__Your objective__. Pick out each line of the records in which the word "InvalidState" appears.

= Beginning of Section =

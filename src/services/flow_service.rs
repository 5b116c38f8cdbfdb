//! Per-visitor flow: mode selection, sign-in, the participant and moderator screens and the
//! actions available on each of them. Every action returns the freshly rendered view.

use tracing::{info, warn};
use uuid::Uuid;

use crate::{
    dto::{
        view::{
            AuthRequiredView, CreateView, ModerateView, ModeratedSessionView,
            ParticipantSessionView, ParticipateView, ViewResponse, WordCloudDto,
        },
        visit::VisitResponse,
    },
    error::ServiceError,
    services::{
        aggregation::{CHART_SIZE, aggregate},
        join_link::{join_link, qr_svg},
        response_service, session_service, word_cloud,
    },
    state::{
        SharedState,
        visit::{VisitMode, VisitorContext},
    },
};

const ENTER_PIN: &str = "enter the session PIN to begin";
const INVALID_PIN: &str = "invalid PIN, check the code with the moderator";
const WAITING_FOR_CLOUD: &str = "waiting for more responses to build the word cloud";
const WAITING_FOR_RESPONSES: &str = "waiting for participant responses";
const NO_ACTIVE_SESSION: &str = "no active session, create a new session first";
const SESSION_NOT_FOUND: &str = "session not found";
const SIGN_IN_TO_CREATE: &str = "enter the moderator password to create a session";
const SIGN_IN_TO_MODERATE: &str = "enter the moderator password to open the moderation panel";

/// Register a new visitor, optionally arriving through a join link.
pub async fn open_visit(
    state: &SharedState,
    join_pin: Option<&str>,
) -> Result<VisitResponse, ServiceError> {
    let visitor = state.open_visitor(join_pin);
    info!(visitor_id = %visitor.id(), "visit opened");
    respond(state, visitor.id()).await
}

/// Render the view of the visitor's current mode.
pub async fn current_view(state: &SharedState, id: Uuid) -> Result<VisitResponse, ServiceError> {
    respond(state, id).await
}

pub async fn select_mode(
    state: &SharedState,
    id: Uuid,
    mode: VisitMode,
) -> Result<VisitResponse, ServiceError> {
    state.update_visitor(id, |visitor| visitor.select_mode(mode))?;
    respond(state, id).await
}

pub async fn set_participant_pin(
    state: &SharedState,
    id: Uuid,
    pin: &str,
) -> Result<VisitResponse, ServiceError> {
    state.update_visitor(id, |visitor| visitor.set_participant_pin(pin))?;
    respond(state, id).await
}

/// Submit a response to the session of the visitor's participant PIN.
pub async fn submit_response(
    state: &SharedState,
    id: Uuid,
    text: &str,
) -> Result<VisitResponse, ServiceError> {
    let visitor = state.visitor(id)?;
    let pin = visitor.participant_pin();
    if pin.is_empty() {
        return Err(ServiceError::InvalidState(ENTER_PIN.into()));
    }

    let session = session_service::get_session_by_pin(state, pin)
        .await?
        .ok_or_else(|| ServiceError::NotFound(format!("no session with PIN `{pin}`")))?;
    response_service::add_response(state, session.id, text).await?;

    Ok(respond(state, id)
        .await?
        .with_notice("response submitted, thank you for participating"))
}

/// Sign the visitor in as moderator. Other visitors are not affected.
pub async fn login(
    state: &SharedState,
    id: Uuid,
    password: &str,
) -> Result<VisitResponse, ServiceError> {
    state.visitor(id)?;
    if !state.auth().authenticate(state.store(), password).await? {
        warn!(visitor_id = %id, "moderator sign-in rejected");
        return Err(ServiceError::Unauthorized("incorrect password".into()));
    }

    state.update_visitor(id, VisitorContext::authenticate)?;
    info!(visitor_id = %id, "moderator signed in");
    Ok(respond(state, id).await?.with_notice("authenticated"))
}

pub async fn logout(state: &SharedState, id: Uuid) -> Result<VisitResponse, ServiceError> {
    state.update_visitor(id, VisitorContext::sign_out)?;
    info!(visitor_id = %id, "moderator signed out");
    respond(state, id).await
}

/// Expand or collapse the change-password form of the create screen.
pub async fn toggle_change_password(
    state: &SharedState,
    id: Uuid,
) -> Result<VisitResponse, ServiceError> {
    ensure_moderator(state, id)?;
    state.update_visitor(id, VisitorContext::toggle_change_password)?;
    respond(state, id).await
}

pub async fn change_password(
    state: &SharedState,
    id: Uuid,
    current: &str,
    new: &str,
    confirm: &str,
) -> Result<VisitResponse, ServiceError> {
    ensure_moderator(state, id)?;
    state
        .auth()
        .change_password(state.store(), current, new, confirm)
        .await?;
    state.update_visitor(id, VisitorContext::hide_change_password)?;
    Ok(respond(state, id).await?.with_notice("password changed"))
}

/// Create a session and move the visitor onto its dashboard.
pub async fn create_session(
    state: &SharedState,
    id: Uuid,
    question: &str,
) -> Result<VisitResponse, ServiceError> {
    ensure_moderator(state, id)?;
    let session = session_service::create_session(state, question).await?;
    let notice = format!("session created, PIN {}", session.pin);
    state.update_visitor(id, |visitor| {
        visitor.start_moderating(session.id, session.pin.clone())
    })?;
    Ok(respond(state, id).await?.with_notice(notice))
}

/// Recompute the dashboard on demand.
pub async fn refresh(state: &SharedState, id: Uuid) -> Result<VisitResponse, ServiceError> {
    ensure_moderator(state, id)?;
    respond(state, id).await
}

/// Stop moderating the held session. Its data stays in the store.
pub async fn end_session(state: &SharedState, id: Uuid) -> Result<VisitResponse, ServiceError> {
    let visitor = ensure_moderator(state, id)?;
    if let Some(held) = visitor.moderated() {
        info!(pin = %held.pin, session_id = %held.session_id, "session ended by moderator");
    }
    state.update_visitor(id, VisitorContext::end_moderation)?;
    respond(state, id).await
}

pub async fn set_auto_refresh(
    state: &SharedState,
    id: Uuid,
    enabled: bool,
) -> Result<VisitResponse, ServiceError> {
    ensure_moderator(state, id)?;
    state.update_visitor(id, |visitor| visitor.set_auto_refresh(enabled))?;
    respond(state, id).await
}

/// SVG QR code of the held session's join link.
pub fn join_qr_svg(state: &SharedState, id: Uuid) -> Result<String, ServiceError> {
    let visitor = ensure_moderator(state, id)?;
    let held = visitor
        .moderated()
        .ok_or_else(|| ServiceError::InvalidState(NO_ACTIVE_SESSION.into()))?;
    qr_svg(&join_link(state.config().join_base_url(), &held.pin))
}

/// Dashboard of the visitor regardless of the selected mode, or the sign-in prompt.
pub async fn moderate_view(state: &SharedState, id: Uuid) -> Result<ViewResponse, ServiceError> {
    let visitor = state.visitor(id)?;
    if !visitor.is_authenticated() {
        return Ok(auth_required(VisitMode::Moderate));
    }
    Ok(ViewResponse::Moderate(
        build_moderate_view(state, &visitor).await?,
    ))
}

/// Question, participant count and cloud for `pin`, or `None` when no session has it.
pub async fn participant_session(
    state: &SharedState,
    pin: &str,
) -> Result<Option<ParticipantSessionView>, ServiceError> {
    let Some(session) = session_service::get_session_by_pin(state, pin).await? else {
        return Ok(None);
    };

    let responses = response_service::get_responses(state, session.id).await?;
    let cloud = word_cloud::build(&responses);
    Ok(Some(ParticipantSessionView {
        session_id: session.id,
        pin: session.pin,
        question: session.question,
        participant_count: responses.len(),
        word_cloud: cloud.as_ref().map(WordCloudDto::from),
    }))
}

/// Same as [`participant_session`] but unknown PINs are an error.
pub async fn public_session(
    state: &SharedState,
    pin: &str,
) -> Result<ParticipantSessionView, ServiceError> {
    participant_session(state, pin)
        .await?
        .ok_or_else(|| ServiceError::NotFound(format!("no session with PIN `{pin}`")))
}

async fn respond(state: &SharedState, id: Uuid) -> Result<VisitResponse, ServiceError> {
    let view = render(state, id).await?;
    // Rendering may clear a stale session, so read the context afterwards.
    let visitor = state.visitor(id)?;
    Ok(VisitResponse {
        visitor_id: id,
        mode: visitor.mode(),
        authenticated: visitor.is_authenticated(),
        notice: None,
        view,
    })
}

async fn render(state: &SharedState, id: Uuid) -> Result<ViewResponse, ServiceError> {
    let visitor = state.visitor(id)?;
    let mode = visitor.mode();
    if mode.requires_moderator() && !visitor.is_authenticated() {
        return Ok(auth_required(mode));
    }

    Ok(match mode {
        VisitMode::Participate => {
            ViewResponse::Participate(participate_view(state, visitor.participant_pin()).await?)
        }
        VisitMode::Create => ViewResponse::Create(CreateView {
            show_change_password: visitor.show_change_password(),
            min_password_length: state.auth().config().min_password_length(),
        }),
        VisitMode::Moderate => ViewResponse::Moderate(build_moderate_view(state, &visitor).await?),
    })
}

async fn participate_view(state: &SharedState, pin: &str) -> Result<ParticipateView, ServiceError> {
    if pin.trim().is_empty() {
        return Ok(ParticipateView {
            pin: pin.to_string(),
            session: None,
            message: Some(ENTER_PIN.into()),
        });
    }

    let view = match participant_session(state, pin).await? {
        Some(session) => ParticipateView {
            pin: pin.to_string(),
            message: session
                .word_cloud
                .is_none()
                .then(|| WAITING_FOR_CLOUD.to_string()),
            session: Some(session),
        },
        None => ParticipateView {
            pin: pin.to_string(),
            session: None,
            message: Some(INVALID_PIN.into()),
        },
    };
    Ok(view)
}

async fn build_moderate_view(
    state: &SharedState,
    visitor: &VisitorContext,
) -> Result<ModerateView, ServiceError> {
    let mut view = ModerateView {
        session: None,
        message: None,
        auto_refresh: visitor.auto_refresh(),
        refresh_interval_secs: state.config().auto_refresh_interval().as_secs(),
    };

    let Some(held) = visitor.moderated() else {
        view.message = Some(NO_ACTIVE_SESSION.into());
        return Ok(view);
    };

    let Some(session) = session_service::get_session_by_pin(state, &held.pin).await? else {
        warn!(pin = %held.pin, session_id = %held.session_id, "held session no longer exists");
        state.update_visitor(visitor.id(), VisitorContext::forget_session)?;
        view.message = Some(SESSION_NOT_FOUND.into());
        return Ok(view);
    };

    let responses = response_service::get_responses(state, session.id).await?;
    let stats = aggregate(&responses);
    let cloud = word_cloud::build(&responses);
    let link = join_link(state.config().join_base_url(), &session.pin);

    if stats.total == 0 {
        view.message = Some(WAITING_FOR_RESPONSES.into());
    }
    view.session = Some(ModeratedSessionView::new(
        session,
        link,
        &stats,
        CHART_SIZE,
        cloud.as_ref(),
    ));
    Ok(view)
}

fn auth_required(mode: VisitMode) -> ViewResponse {
    let message = match mode {
        VisitMode::Create => SIGN_IN_TO_CREATE,
        _ => SIGN_IN_TO_MODERATE,
    };
    ViewResponse::AuthRequired(AuthRequiredView {
        mode,
        message: message.into(),
    })
}

fn ensure_moderator(state: &SharedState, id: Uuid) -> Result<VisitorContext, ServiceError> {
    let visitor = state.visitor(id)?;
    if visitor.is_authenticated() {
        Ok(visitor)
    } else {
        Err(ServiceError::Unauthorized(
            "moderator sign-in required".into(),
        ))
    }
}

= End of Section =

__Your response__.
        return Err(ServiceError::InvalidState(ENTER_PIN.into()));
        .ok_or_else(|| ServiceError::InvalidState(NO_ACTIVE_SESSION.into()))?;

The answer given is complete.